Guide to Eliminating Your Credit Card Debt
Written by Gloria Zhu   

It is interesting to see how little plastic cards can be such a blessing and curse. Credit cards make purchasing so convenient; but it is also convenient to fall into debt. According to the Federal Reserve, 58% of households carry a balance. So be the other 42%--take the time and eliminate that debt!

Step 1: Freeze Your Cards!
This may be hard, but stop excessive spending and avoid using your credit card. If you have two credit cards, cut up the one with the largest balance, and keep the other for emergencies only.

Step 2: Set Up A Budget and Total the Minimum Payments
When you create a budget, you realize how much wasteful and unnecessary spending you engage in. By organizing your spending, you can cut down on excess costs without much effort. Organize payments of what you need wisely such as mortgage or rent, utilities, food and insurance. These usually take up the bulk of most household budgets. Also, order the cards on the list so that the credit card with the highest interest rate is at the top, and the lowest is at the bottom.

Step 3: Use Cash Rather Than Credit Cards When Possible
People have an attachment to cash but do not apply the same value assessment to cash substitutes. For example, that is why casinos give their customers chips instead of allowing them to play with money. It’s the same with credit cards.

Step 4: Get a Better Rate
If you have thousands in personal debt, it will help your monthly cash flow if you are able to transfer those balances onto a low interest or 0% APR credit card. However, be wary of these because the better the deal, the more possibility there is for hidden costs. You can learn more in the article Costs Associated with Credit Cards.
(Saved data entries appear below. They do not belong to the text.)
impl CaptureBuffers {
    fn new(cap: usize) -> Self {
        Self {
            stdout: Arc::new(Mutex::new(String::new())),
            stderr: Arc::new(Mutex::new(String::new())),
            truncated: Arc::new(AtomicBool::new(false)),
            cap,
        }
    }

    async fn push_stdout(&self, chunk: &[u8]) {
        Self::append(&self.stdout, chunk, self.cap, &self.truncated).await;
    }

    async fn push_stderr(&self, chunk: &[u8]) {
        Self::append(&self.stderr, chunk, self.cap, &self.truncated).await;
    }

    async fn append(buf: &Mutex<String>, chunk: &[u8], cap: usize, truncated: &AtomicBool) {
        let mut guard = buf.lock().await;
        let remaining = cap.saturating_sub(guard.len());
        if remaining == 0 {
            truncated.store(true, Ordering::Relaxed);
            return;
        }
        let text = String::from_utf8_lossy(chunk);
        if text.len() <= remaining {
            guard.push_str(&text);
        } else {
            let mut end = remaining;
            while !text.is_char_boundary(end) {
                end -= 1;
            }
            guard.push_str(&text[..end]);
            truncated.store(true, Ordering::Relaxed);
        }
    }

    async fn snapshot(&self) -> (String, String, bool) {
        let stdout = self.stdout.lock().await.clone();
        let stderr = self.stderr.lock().await.clone();
        (stdout, stderr, self.truncated.load(Ordering::Relaxed))
    }
}

fn shell(command: String) -> Vec<String> {
    vec!["sh".to_string(), "-c".to_string(), command]
}

/// Docker-backed sandbox. Cheap to clone via the shared daemon handle.
pub struct DockerSandbox {
    docker: Docker,
}
mod config;
mod orchestrator;
mod quota;
mod sandbox;
#[cfg(test)]
mod sandbox_tests;
mod validator;
mod verdict;

use std::sync::Arc;
use std::time::Duration;

use redis::aio::ConnectionManager;
use tokio::signal;
use tokio::sync::Semaphore;
use tracing::{error, info, warn};

use crucible_common::profiles::ProfileRegistry;
use crucible_common::store;

use crate::config::WorkerConfig;
use crate::orchestrator::Orchestrator;
use crate::sandbox::DockerSandbox;

#[tokio::main]
async fn main() -> anyhow::Result<()> {
    tracing_subscriber::fmt()
        .with_env_filter(
            tracing_subscriber::EnvFilter::try_from_default_env()
                .unwrap_or_else(|_| tracing_subscriber::EnvFilter::new("info")),
        )
        .with_target(false)
        .with_thread_ids(true)
        .init();

    info!("Crucible worker booting...");

    let cfg = WorkerConfig::from_env();

    let registry = ProfileRegistry::load(&cfg.catalog_path).map_err(|e| {
        error!(path = %cfg.catalog_path, error = %e, "failed to load language catalog");
        e
    })?;
    let registry = Arc::new(registry);
    info!(
        languages = ?registry.language_ids(),
        "loaded language catalog"
    );

    let client = redis::Client::open(cfg.redis_url.as_str())?;
    let conn = ConnectionManager::new(client).await?;
    info!(redis = %cfg.redis_url, "connected to Redis");

    let sandbox = Arc::new(DockerSandbox::connect()?);
    info!("connected to Docker daemon");

    let pool = Arc::new(Semaphore::new(cfg.max_concurrent));
    info!(max_concurrent = cfg.max_concurrent, "worker pool sized");

    let shutdown = async {
        signal::ctrl_c()
            .await
            .expect("failed to install CTRL+C signal handler");
        warn!("received shutdown signal, draining in-flight executions...");
    };

    tokio::select! {
        result = worker_loop(conn, registry, sandbox, pool, &cfg) => result?,
        _ = shutdown => {}
    }

    info!("worker shutdown complete");
    Ok(())
}

/// Lease requests off the per-language queues and hand each to its own
/// task. The semaphore bounds concurrent executions per host, so a burst
/// of submissions queues up instead of exhausting the container daemon.
async fn worker_loop(
    mut conn: ConnectionManager,
    registry: Arc<ProfileRegistry>,
    sandbox: Arc<DockerSandbox>,
    pool: Arc<Semaphore>,
    cfg: &WorkerConfig,
) -> anyhow::Result<()> {
    let queues: Vec<String> = registry
        .language_ids()
        .iter()
        .map(|id| store::queue_key(id))
        .collect();

    loop {
        // Hold a slot before leasing so leased work never waits in-process.
        let permit = pool.clone().acquire_owned().await?;

        match store::lease_request(&mut conn, &queues, cfg.lease_timeout_secs).await {
            Ok(Some(request)) => {
                info!(
                    execution_id = %request.id,
                    language = %request.language,
                    kind = ?request.kind,
                    test_cases = request.test_cases.len(),
                    source_bytes = request.source_code.len(),
                    "leased execution request"
                );

                let task_conn = conn.clone();
                let registry = registry.clone();
                let sandbox = sandbox.clone();
                let policy = cfg.quota;

                tokio::spawn(async move {
                    let _slot = permit;
                    let mut orchestrator =
                        Orchestrator::new(sandbox.as_ref(), registry.as_ref(), policy, task_conn);
                    match orchestrator.process(request).await {
                        Ok(result) => {
                            info!(
                                execution_id = %result.id,
                                status = %result.status,
                                "execution finished"
                            );
                        }
                        Err(e) => {
                            error!(error = format!("{e:#}"), "execution processing failed");
                        }
                    }
                });
            }
            Ok(None) => {
                // Lease timeout; release the slot and poll again.
                drop(permit);
            }
            Err(e) => {
                drop(permit);
                error!(error = %e, "redis error while leasing work");
                tokio::time::sleep(Duration::from_secs(1)).await;
            }
        }
    }
}
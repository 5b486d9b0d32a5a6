//! Static policy validator.
//!
//! Pattern-matches submitted source against the profile's denylist before
//! any container is provisioned. Deliberately conservative: any match
//! rejects, and every matched rule is reported so the caller can show
//! actionable feedback. This is an advisory fast-fail layer; the network-
//! isolated container is the actual security boundary.

use crucible_common::profiles::LanguageProfile;
use crucible_common::types::RuleMatch;
use regex::Regex;
use tracing::warn;

/// Safety caps applied before any execution machinery is touched.
pub const MAX_SOURCE_BYTES: usize = 1024 * 1024; // 1MB
pub const MAX_STDIN_BYTES: usize = 10 * 1024 * 1024; // 10MB

/// Reject oversized payloads up front. Sizes over these caps never reach
/// the denylist scan, let alone Docker.
pub fn check_payload_sizes(source: &str, stdin: &str) -> Result<(), String> {
    if source.len() > MAX_SOURCE_BYTES {
        return Err(format!(
            "source code exceeds maximum size of {MAX_SOURCE_BYTES} bytes"
        ));
    }
    if stdin.len() > MAX_STDIN_BYTES {
        return Err(format!(
            "stdin exceeds maximum size of {MAX_STDIN_BYTES} bytes"
        ));
    }
    Ok(())
}

/// Scan `source` against the profile denylist.
///
/// Fails closed: source that cannot be scanned meaningfully (NUL bytes) and
/// rules that cannot be compiled both produce rejections rather than a
/// silent pass.
pub fn validate(source: &str, profile: &LanguageProfile) -> Result<(), Vec<RuleMatch>> {
    let mut matches = Vec::new();

    if source.contains('\0') {
        matches.push(RuleMatch {
            category: "unscannable_input".to_string(),
            rule: "source contains NUL bytes".to_string(),
        });
        return Err(matches);
    }

    for rule in &profile.denylist {
        match Regex::new(&rule.pattern) {
            Ok(re) => {
                if re.is_match(source) {
                    matches.push(RuleMatch {
                        category: rule.category.clone(),
                        rule: rule.pattern.clone(),
                    });
                }
            }
            Err(e) => {
                // A broken rule must not widen what is allowed.
                warn!(
                    language = %profile.id,
                    category = %rule.category,
                    error = %e,
                    "denylist rule failed to compile; rejecting submission"
                );
                matches.push(RuleMatch {
                    category: rule.category.clone(),
                    rule: "policy rule could not be evaluated".to_string(),
                });
            }
        }
    }

    if matches.is_empty() {
        Ok(())
    } else {
        Err(matches)
    }
}

#[cfg(test)]
mod tests {
    use super::*;
    use crucible_common::profiles::{DenyRule, NetworkPolicy};

    fn python_profile() -> LanguageProfile {
        LanguageProfile {
            id: "python".to_string(),
            display_name: "Python".to_string(),
            version: "3.12".to_string(),
            image: "crucible-python:3.12".to_string(),
            file_extension: "py".to_string(),
            compile_command: None,
            run_command: "python3 -u main.py".to_string(),
            default_timeout_ms: 10_000,
            max_memory_mb: 128,
            max_cpus: 1.0,
            max_cpu_time_s: 10,
            network_policy: NetworkPolicy::Deny,
            supports_stdin: true,
            max_output_bytes: 1024 * 1024,
            pids_limit: 64,
            denylist: vec![
                DenyRule {
                    category: "process_spawn".to_string(),
                    pattern: r"\b(?:import\s+subprocess|os\.system)".to_string(),
                },
                DenyRule {
                    category: "raw_sockets".to_string(),
                    pattern: r"\bimport\s+socket\b".to_string(),
                },
                DenyRule {
                    category: "dynamic_eval".to_string(),
                    pattern: r"\b(?:eval|exec)\s*\(|__import__".to_string(),
                },
            ],
        }
    }

    #[test]
    fn clean_source_passes() {
        let profile = python_profile();
        assert!(validate("print(int(input()) * 2)\n", &profile).is_ok());
    }

    #[test]
    fn denylisted_import_is_rejected_with_its_category() {
        let profile = python_profile();
        let matches = validate("import subprocess\nsubprocess.run(['ls'])", &profile)
            .expect_err("must reject");
        assert_eq!(matches.len(), 1);
        assert_eq!(matches[0].category, "process_spawn");
    }

    #[test]
    fn every_matching_rule_is_reported() {
        let profile = python_profile();
        let source = "import socket\neval(input())\n";
        let matches = validate(source, &profile).expect_err("must reject");
        let categories: Vec<&str> = matches.iter().map(|m| m.category.as_str()).collect();
        assert!(categories.contains(&"raw_sockets"));
        assert!(categories.contains(&"dynamic_eval"));
    }

    #[test]
    fn broken_rule_fails_closed() {
        let mut profile = python_profile();
        profile.denylist.push(DenyRule {
            category: "reflection".to_string(),
            pattern: "(unclosed".to_string(),
        });
        let matches = validate("print('hello')", &profile).expect_err("must reject");
        assert_eq!(matches.len(), 1);
        assert_eq!(matches[0].category, "reflection");
        // The broken pattern itself is not echoed back to students.
        assert!(!matches[0].rule.contains("unclosed"));
    }

    #[test]
    fn nul_bytes_fail_closed() {
        let profile = python_profile();
        let matches = validate("print('hi')\0", &profile).expect_err("must reject");
        assert_eq!(matches[0].category, "unscannable_input");
    }

    #[test]
    fn payload_caps_are_enforced() {
        assert!(check_payload_sizes("print()", "").is_ok());
        let big = "x".repeat(MAX_SOURCE_BYTES + 1);
        assert!(check_payload_sizes(&big, "").is_err());
        let big_stdin = "y".repeat(MAX_STDIN_BYTES + 1);
        assert!(check_payload_sizes("print()", &big_stdin).is_err());
    }

    #[test]
    fn empty_denylist_allows_everything() {
        let mut profile = python_profile();
        profile.denylist.clear();
        assert!(validate("import socket", &profile).is_ok());
    }
}
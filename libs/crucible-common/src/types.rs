use chrono::{DateTime, Utc};
use serde::{Deserialize, Serialize};
use uuid::Uuid;

/// Why a submission was made: free-form playground runs carry no test
/// cases, graded runs are scored against an exercise's fixtures.
#[derive(Debug, Clone, Copy, PartialEq, Eq, Serialize, Deserialize)]
#[serde(rename_all = "snake_case")]
pub enum ExecutionKind {
    Playground,
    Graded,
}

/// Lifecycle of an execution. Transitions are monotonic: once a terminal
/// state is reached no further transition is valid.
#[derive(Debug, Clone, Copy, PartialEq, Eq, Serialize, Deserialize)]
#[serde(rename_all = "snake_case")]
pub enum ExecutionStatus {
    Queued,
    Validating,
    Running,
    Completed,
    Failed,
    TimedOut,
    Cancelled,
    SecurityRejected,
}

impl ExecutionStatus {
    pub fn is_terminal(&self) -> bool {
        matches!(
            self,
            ExecutionStatus::Completed
                | ExecutionStatus::Failed
                | ExecutionStatus::TimedOut
                | ExecutionStatus::Cancelled
                | ExecutionStatus::SecurityRejected
        )
    }

    /// Whether `next` is a legal successor of `self`.
    pub fn can_transition(&self, next: ExecutionStatus) -> bool {
        use ExecutionStatus::*;
        match self {
            Queued => matches!(next, Validating | Failed | Cancelled),
            Validating => matches!(next, Running | SecurityRejected | Failed | Cancelled),
            Running => matches!(next, Completed | Failed | TimedOut | Cancelled),
            _ => false,
        }
    }
}

impl std::fmt::Display for ExecutionStatus {
    fn fmt(&self, f: &mut std::fmt::Formatter<'_>) -> std::fmt::Result {
        let s = match self {
            ExecutionStatus::Queued => "queued",
            ExecutionStatus::Validating => "validating",
            ExecutionStatus::Running => "running",
            ExecutionStatus::Completed => "completed",
            ExecutionStatus::Failed => "failed",
            ExecutionStatus::TimedOut => "timed_out",
            ExecutionStatus::Cancelled => "cancelled",
            ExecutionStatus::SecurityRejected => "security_rejected",
        };
        f.write_str(s)
    }
}

/// Non-student-visible classification of a `Failed` outcome.
#[derive(Debug, Clone, Copy, PartialEq, Eq, Serialize, Deserialize)]
#[serde(rename_all = "snake_case")]
pub enum FailureReason {
    QuotaExceeded,
    Infrastructure,
}

/// A denylist rule that matched during validation. `category` is the
/// actionable part shown to the student; `rule` is the pattern that fired.
#[derive(Debug, Clone, PartialEq, Eq, Serialize, Deserialize)]
pub struct RuleMatch {
    pub category: String,
    pub rule: String,
}

/// How an expected output is compared against captured stdout.
#[derive(Debug, Clone, Copy, PartialEq, Serialize, Deserialize)]
#[serde(tag = "kind", rename_all = "snake_case")]
pub enum ComparatorKind {
    Exact,
    WhitespaceInsensitive,
    NumericTolerance {
        #[serde(default = "default_epsilon")]
        epsilon: f64,
    },
}

impl Default for ComparatorKind {
    fn default() -> Self {
        ComparatorKind::Exact
    }
}

pub fn default_epsilon() -> f64 {
    1e-6
}

fn default_points() -> u32 {
    10
}

/// Expected-output fixture owned by the course-content collaborator.
/// Read-only to this core.
#[derive(Debug, Clone, Serialize, Deserialize)]
pub struct TestCase {
    pub id: u32,
    #[serde(default)]
    pub name: String,
    #[serde(default)]
    pub stdin: String,
    pub expected_stdout: String,
    #[serde(default)]
    pub comparator: ComparatorKind,
    #[serde(default = "default_points")]
    pub points: u32,
}

#[derive(Debug, Clone, Copy, PartialEq, Eq, Serialize, Deserialize)]
#[serde(rename_all = "snake_case")]
pub enum TestCaseStatus {
    Passed,
    Failed,
    RuntimeError,
    TimedOut,
    Skipped,
}

/// Per-case outcome inside a graded execution. Immutable once written.
#[derive(Debug, Clone, Serialize, Deserialize)]
pub struct TestCaseResult {
    pub test_id: u32,
    pub name: String,
    pub status: TestCaseStatus,
    pub actual_stdout: String,
    #[serde(default)]
    pub feedback: Option<String>,
    pub points_awarded: u32,
    pub points_possible: u32,
    pub wall_time_ms: u64,
}

/// One attempt to run code. Immutable once accepted by the API.
#[derive(Debug, Clone, Serialize, Deserialize)]
pub struct ExecutionRequest {
    pub id: Uuid,
    pub user_id: String,
    pub language: String,
    pub source_code: String,
    #[serde(default)]
    pub stdin: String,
    pub kind: ExecutionKind,
    #[serde(default)]
    pub exercise_id: Option<Uuid>,
    #[serde(default)]
    pub test_cases: Vec<TestCase>,
    pub timeout_ms: u64,
    pub created_at: DateTime<Utc>,
}

/// Raw capture from one sandbox invocation, before any scoring.
#[derive(Debug, Clone, Default, Serialize, Deserialize)]
pub struct RawOutcome {
    pub stdout: String,
    pub stderr: String,
    pub exit_code: Option<i64>,
    pub wall_time_ms: u64,
    pub peak_memory_bytes: u64,
    pub timed_out: bool,
    pub cancelled: bool,
    pub compile_failed: bool,
    pub output_truncated: bool,
}

/// Outcome of a request as stored and polled by callers. A snapshot is
/// written at every status transition; the terminal snapshot is final.
#[derive(Debug, Clone, Serialize, Deserialize)]
pub struct ExecutionResult {
    pub id: Uuid,
    pub user_id: String,
    pub language: String,
    pub kind: ExecutionKind,
    pub status: ExecutionStatus,
    #[serde(default)]
    pub stdout: String,
    #[serde(default)]
    pub stderr: String,
    #[serde(default)]
    pub exit_code: Option<i64>,
    #[serde(default)]
    pub wall_time_ms: u64,
    #[serde(default)]
    pub peak_memory_bytes: u64,
    #[serde(default)]
    pub output_truncated: bool,
    #[serde(default)]
    pub compile_failed: bool,
    #[serde(default)]
    pub test_results: Vec<TestCaseResult>,
    #[serde(default)]
    pub score: u32,
    #[serde(default)]
    pub max_score: u32,
    #[serde(default)]
    pub failure_reason: Option<FailureReason>,
    #[serde(default)]
    pub rejections: Vec<RuleMatch>,
    pub created_at: DateTime<Utc>,
    #[serde(default)]
    pub started_at: Option<DateTime<Utc>>,
    #[serde(default)]
    pub finished_at: Option<DateTime<Utc>>,
}

impl ExecutionResult {
    /// Initial snapshot written when a request is accepted.
    pub fn queued(request: &ExecutionRequest) -> Self {
        Self {
            id: request.id,
            user_id: request.user_id.clone(),
            language: request.language.clone(),
            kind: request.kind,
            status: ExecutionStatus::Queued,
            stdout: String::new(),
            stderr: String::new(),
            exit_code: None,
            wall_time_ms: 0,
            peak_memory_bytes: 0,
            output_truncated: false,
            compile_failed: false,
            test_results: Vec::new(),
            score: 0,
            max_score: 0,
            failure_reason: None,
            rejections: Vec::new(),
            created_at: request.created_at,
            started_at: None,
            finished_at: None,
        }
    }
}

/// Per-user rolling usage counters, read back for UI display.
#[derive(Debug, Clone, Serialize, Deserialize)]
pub struct QuotaSnapshot {
    pub user_id: String,
    pub day: String,
    pub executions: u64,
    pub cpu_millis: u64,
    pub memory_byte_seconds: u64,
    pub max_executions: u64,
}

impl QuotaSnapshot {
    pub fn remaining(&self) -> u64 {
        self.max_executions.saturating_sub(self.executions)
    }
}

#[cfg(test)]
mod tests {
    use super::*;

    #[test]
    fn terminal_states_admit_no_transition() {
        let terminals = [
            ExecutionStatus::Completed,
            ExecutionStatus::Failed,
            ExecutionStatus::TimedOut,
            ExecutionStatus::Cancelled,
            ExecutionStatus::SecurityRejected,
        ];
        let all = [
            ExecutionStatus::Queued,
            ExecutionStatus::Validating,
            ExecutionStatus::Running,
            ExecutionStatus::Completed,
            ExecutionStatus::Failed,
            ExecutionStatus::TimedOut,
            ExecutionStatus::Cancelled,
            ExecutionStatus::SecurityRejected,
        ];
        for from in terminals {
            assert!(from.is_terminal());
            for to in all {
                assert!(!from.can_transition(to), "{from} -> {to} must be invalid");
            }
        }
    }

    #[test]
    fn lifecycle_follows_the_state_machine() {
        use ExecutionStatus::*;
        assert!(Queued.can_transition(Validating));
        assert!(Queued.can_transition(Failed)); // admission control
        assert!(Validating.can_transition(SecurityRejected));
        assert!(Validating.can_transition(Running));
        assert!(Running.can_transition(Completed));
        assert!(Running.can_transition(TimedOut));
        assert!(Running.can_transition(Cancelled));

        assert!(!Queued.can_transition(Completed));
        assert!(!Running.can_transition(SecurityRejected));
        assert!(!Running.can_transition(Queued));
    }

    #[test]
    fn comparator_defaults_to_exact() {
        let case: TestCase = serde_json::from_str(r#"{"id":1,"expected_stdout":"42"}"#).unwrap();
        assert_eq!(case.comparator, ComparatorKind::Exact);
        assert_eq!(case.points, 10);
        assert!(case.stdin.is_empty());
    }

    #[test]
    fn numeric_comparator_carries_a_default_epsilon() {
        let case: TestCase = serde_json::from_str(
            r#"{"id":1,"expected_stdout":"3.14","comparator":{"kind":"numeric_tolerance"}}"#,
        )
        .unwrap();
        match case.comparator {
            ComparatorKind::NumericTolerance { epsilon } => assert_eq!(epsilon, 1e-6),
            other => panic!("unexpected comparator: {other:?}"),
        }
    }
}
Step 5: Use Any Earned Money to Eliminate Your Debt As Fast As Possible
As the due date of your payments approaches, pay the minimum on each card except for the one at the top of your list. Remember, the highest interest rate costs you the most money when you maintain a balance. So whatever additional money you budgeted in the previous step, apply that to the highest interest rate card. Basically, apply all extra cash to the debt with the highest interest. Although it takes time and effort, you must live within your income, establish a budget, pay cash and look for better interest rate terms on your credit card. 

Tips: Look For Credit Card Consolidation.  This means moving the balance from your high interest credit cards onto a single card with a lower interest rate.

Keep in mind that this process takes time. There is no magic method of paying off debt, so realize that it will still take months or even a few years to become completely debt-free. But what we're doing is putting a process in place to make sure that you can get out of debt as soon as possible. You can speed up the process if you continue to pay even more money towards your debt as your budget allows.